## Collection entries
*** Block opens ***

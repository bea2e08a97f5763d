//! DNS 验证：把所有 unknown 记录提交给解析器，按结果划分 live / dead
//!
//! 每轮一次批量请求（可按 batch_size 分块并发），某一块的解析器错误只影响该块；
//! 解析失败的主机在重试预算内重新提交，用尽后记为 dead 并留下 ValidationFailure。
//! 取消时尚未得到结果的主机保持 unknown。

use std::collections::{BTreeSet, HashMap};
use std::sync::Arc;
use std::time::Duration;

use futures_util::stream::{self, StreamExt};
use serde::Serialize;
use tokio_util::sync::CancellationToken;

use crate::dns::{DnsError, HostResolution, Resolver};
use crate::recon::aggregator::SubdomainMap;
use crate::recon::model::ResolutionStatus;

/// 同时在途的批次数
const MAX_PARALLEL_BATCHES: usize = 4;

/// 解析器自身按 batch_timeout 收尾（massdns 超时后仍返回已得到的应答），外层只兜底卡死的后端
const BATCH_TIMEOUT_GRACE: Duration = Duration::from_secs(2);

/// 单个主机的验证失败（非致命，作为会话元数据记录）
#[derive(Clone, Debug, PartialEq, Eq, Serialize)]
pub struct ValidationFailure {
    pub hostname: String,
    pub reason: String,
}

/// 一轮验证的统计
#[derive(Clone, Debug, Default, PartialEq, Eq)]
pub struct ValidationSummary {
    pub submitted: usize,
    pub live: usize,
    pub dead: usize,
    pub failures: Vec<ValidationFailure>,
    pub interrupted: bool,
}

#[derive(Clone)]
pub struct DnsValidator {
    resolver: Arc<dyn Resolver>,
    retries: u32,
    batch_size: usize,
    batch_timeout: Duration,
}

impl DnsValidator {
    pub fn new(resolver: Arc<dyn Resolver>) -> Self {
        Self {
            resolver,
            retries: 1,
            batch_size: 0,
            batch_timeout: Duration::from_secs(600),
        }
    }

    pub fn with_retries(mut self, retries: u32) -> Self {
        self.retries = retries;
        self
    }

    /// 0 表示整轮一批
    pub fn with_batch_size(mut self, batch_size: usize) -> Self {
        self.batch_size = batch_size;
        self
    }

    pub fn with_batch_timeout(mut self, timeout: Duration) -> Self {
        self.batch_timeout = timeout;
        self
    }

    pub fn resolver(&self) -> &Arc<dyn Resolver> {
        &self.resolver
    }

    /// 验证所有 unknown 记录并写回
    pub async fn validate_unknown(&self, records: &mut SubdomainMap, cancel: &CancellationToken) -> ValidationSummary {
        let hosts: Vec<String> = records
            .values()
            .filter(|r| r.status == ResolutionStatus::Unknown)
            .map(|r| r.hostname.clone())
            .collect();
        self.validate_hosts(records, hosts, cancel).await
    }

    /// 验证指定主机（可包含已 live 的名字：live 不会被回退）
    pub async fn validate_hosts(
        &self,
        records: &mut SubdomainMap,
        hosts: Vec<String>,
        cancel: &CancellationToken,
    ) -> ValidationSummary {
        let mut summary = ValidationSummary {
            submitted: hosts.len(),
            ..Default::default()
        };
        if hosts.is_empty() {
            return summary;
        }
        tracing::info!(hosts = hosts.len(), resolver = self.resolver.name(), "validating subdomains");

        let (outcomes, interrupted) = self.resolve_with_retries(hosts, cancel).await;
        summary.interrupted = interrupted;

        for (host, outcome) in outcomes {
            let Some(record) = records.get_mut(&host) else {
                continue;
            };
            match outcome {
                HostResolution::Addresses(ips) => record.apply_resolution(&ips),
                HostResolution::NoRecords => record.apply_resolution(&BTreeSet::new()),
                HostResolution::Failed(reason) => {
                    record.apply_resolution(&BTreeSet::new());
                    summary.failures.push(ValidationFailure {
                        hostname: host.clone(),
                        reason,
                    });
                }
            }
            match record.status {
                ResolutionStatus::Live => summary.live += 1,
                ResolutionStatus::Dead => summary.dead += 1,
                ResolutionStatus::Unknown => {}
            }
        }
        summary.failures.sort_by(|a, b| a.hostname.cmp(&b.hostname));
        tracing::info!(
            live = summary.live,
            dead = summary.dead,
            failures = summary.failures.len(),
            interrupted = summary.interrupted,
            "validation pass finished"
        );
        summary
    }

    /// 返回每个已有结论的主机的结果；被取消时返回 (部分结果, true)
    async fn resolve_with_retries(
        &self,
        hosts: Vec<String>,
        cancel: &CancellationToken,
    ) -> (HashMap<String, HostResolution>, bool) {
        let mut outcomes: HashMap<String, HostResolution> = HashMap::new();
        let mut pending = hosts;

        for attempt in 0..=self.retries {
            if pending.is_empty() {
                break;
            }
            if attempt > 0 {
                tracing::debug!(attempt, hosts = pending.len(), "retrying failed resolutions");
            }
            let chunk_size = if self.batch_size == 0 {
                pending.len()
            } else {
                self.batch_size
            };
            let chunks: Vec<Vec<String>> = pending.chunks(chunk_size).map(|c| c.to_vec()).collect();

            let batches = stream::iter(chunks)
                .map(|chunk| self.resolve_chunk(chunk))
                .buffer_unordered(MAX_PARALLEL_BATCHES)
                .collect::<Vec<_>>();
            let results = tokio::select! {
                biased;
                _ = cancel.cancelled() => return (outcomes, true),
                results = batches => results,
            };

            pending = Vec::new();
            for batch in results {
                for (host, outcome) in batch {
                    if outcome.is_failed() {
                        pending.push(host.clone());
                    }
                    outcomes.insert(host, outcome);
                }
            }
        }
        (outcomes, false)
    }

    /// 一块主机的结果；解析器错误或超过预算仍无应答时整块记为 Failed
    async fn resolve_chunk(&self, chunk: Vec<String>) -> Vec<(String, HostResolution)> {
        let budget = self.batch_timeout + BATCH_TIMEOUT_GRACE;
        match tokio::time::timeout(budget, self.resolver.resolve_batch(&chunk)).await {
            Ok(Ok(mut batch)) => chunk
                .into_iter()
                .map(|host| {
                    let outcome = batch.remove(&host).unwrap_or(HostResolution::NoRecords);
                    (host, outcome)
                })
                .collect(),
            Ok(Err(e)) => {
                tracing::warn!(hosts = chunk.len(), error = %e, "resolver batch failed");
                let reason = e.to_string();
                chunk
                    .into_iter()
                    .map(|host| (host, HostResolution::Failed(reason.clone())))
                    .collect()
            }
            Err(_) => {
                tracing::warn!(hosts = chunk.len(), timeout_secs = budget.as_secs(), "resolver batch timed out");
                let reason = DnsError::Timeout(budget).to_string();
                chunk
                    .into_iter()
                    .map(|host| (host, HostResolution::Failed(reason.clone())))
                    .collect()
            }
        }
    }
}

*** Block closes ***

Copy every line of the data above in which the string "tracing" appears.

## Answer to the exercise
        tracing::info!(hosts = hosts.len(), resolver = self.resolver.name(), "validating subdomains");
        tracing::info!(
                tracing::debug!(attempt, hosts = pending.len(), "retrying failed resolutions");
                tracing::warn!(hosts = chunk.len(), error = %e, "resolver batch failed");
                tracing::warn!(hosts = chunk.len(), timeout_secs = budget.as_secs(), "resolver batch timed out");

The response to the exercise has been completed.